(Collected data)
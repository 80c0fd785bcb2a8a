//! Loopback HTTP server for adapter tests.

use std::sync::{Arc, Mutex};
use tokio::io::{AsyncReadExt, AsyncWriteExt};
use tokio::net::{TcpListener, TcpStream};

/// A canned response served to requests whose target starts with `prefix`.
#[derive(Debug, Clone)]
pub struct Route {
    pub prefix: &'static str,
    pub status: &'static str,
    pub body: String,
}

impl Route {
    pub fn ok(prefix: &'static str, body: impl Into<String>) -> Self {
        Self {
            prefix,
            status: "200 OK",
            body: body.into(),
        }
    }

    pub fn status(prefix: &'static str, status: &'static str, body: impl Into<String>) -> Self {
        Self {
            prefix,
            status,
            body: body.into(),
        }
    }
}

/// Serves routes until dropped, recording every raw request.
pub struct MockHttpServer {
    pub base_url: String,
    requests: Arc<Mutex<Vec<String>>>,
    handle: tokio::task::JoinHandle<()>,
}

impl MockHttpServer {
    pub async fn start(routes: Vec<Route>) -> Self {
        let listener = TcpListener::bind("127.0.0.1:0").await.unwrap();
        let base_url = format!("http://{}", listener.local_addr().unwrap());
        let requests = Arc::new(Mutex::new(Vec::new()));

        let recorded = Arc::clone(&requests);
        let handle = tokio::spawn(async move {
            while let Ok((socket, _)) = listener.accept().await {
                let routes = routes.clone();
                let recorded = Arc::clone(&recorded);
                tokio::spawn(async move {
                    serve(socket, &routes, &recorded).await;
                });
            }
        });

        Self {
            base_url,
            requests,
            handle,
        }
    }

    pub fn requests(&self) -> Vec<String> {
        self.requests.lock().unwrap().clone()
    }
}

impl Drop for MockHttpServer {
    fn drop(&mut self) {
        self.handle.abort();
    }
}

async fn serve(mut socket: TcpStream, routes: &[Route], recorded: &Mutex<Vec<String>>) {
    let request = read_request(&mut socket).await;
    let target = request.split_whitespace().nth(1).unwrap_or("/").to_string();
    recorded.lock().unwrap().push(request);

    let (status, body) = routes
        .iter()
        .find(|r| target.starts_with(r.prefix))
        .map(|r| (r.status, r.body.clone()))
        .unwrap_or(("404 Not Found", "{}".to_string()));

    let response = format!(
        "HTTP/1.1 {}\r\nContent-Type: application/json\r\nContent-Length: {}\r\nConnection: close\r\n\r\n{}",
        status,
        body.len(),
        body
    );
    let _ = socket.write_all(response.as_bytes()).await;
    let _ = socket.shutdown().await;
}

async fn read_request(socket: &mut TcpStream) -> String {
    let mut request = Vec::new();
    let mut buf = [0u8; 4096];
    loop {
        let n = match socket.read(&mut buf).await {
            Ok(0) | Err(_) => break,
            Ok(n) => n,
        };
        request.extend_from_slice(&buf[..n]);

        let text = String::from_utf8_lossy(&request);
        if let Some(header_end) = text.find("\r\n\r\n") {
            let content_length = text[..header_end]
                .lines()
                .find_map(|line| {
                    let (name, value) = line.split_once(':')?;
                    if name.eq_ignore_ascii_case("content-length") {
                        value.trim().parse::<usize>().ok()
                    } else {
                        None
                    }
                })
                .unwrap_or(0);
            if request.len() >= header_end + 4 + content_length {
                break;
            }
        }
    }
    String::from_utf8_lossy(&request).into_owned()
}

- The problem -
Of the entries listed above, reproduce only the lines starting at the line containing "let request = read_request(&mut" and ending at the line containing "value.trim().parse::<usize>().ok()". Include both, exactly as they stand.

- The answer -
    let request = read_request(&mut socket).await;
    let target = request.split_whitespace().nth(1).unwrap_or("/").to_string();
    recorded.lock().unwrap().push(request);

    let (status, body) = routes
        .iter()
        .find(|r| target.starts_with(r.prefix))
        .map(|r| (r.status, r.body.clone()))
        .unwrap_or(("404 Not Found", "{}".to_string()));

    let response = format!(
        "HTTP/1.1 {}\r\nContent-Type: application/json\r\nContent-Length: {}\r\nConnection: close\r\n\r\n{}",
        status,
        body.len(),
        body
    );
    let _ = socket.write_all(response.as_bytes()).await;
    let _ = socket.shutdown().await;
}

async fn read_request(socket: &mut TcpStream) -> String {
    let mut request = Vec::new();
    let mut buf = [0u8; 4096];
    loop {
        let n = match socket.read(&mut buf).await {
            Ok(0) | Err(_) => break,
            Ok(n) => n,
        };
        request.extend_from_slice(&buf[..n]);

        let text = String::from_utf8_lossy(&request);
        if let Some(header_end) = text.find("\r\n\r\n") {
            let content_length = text[..header_end]
                .lines()
                .find_map(|line| {
                    let (name, value) = line.split_once(':')?;
                    if name.eq_ignore_ascii_case("content-length") {
                        value.trim().parse::<usize>().ok()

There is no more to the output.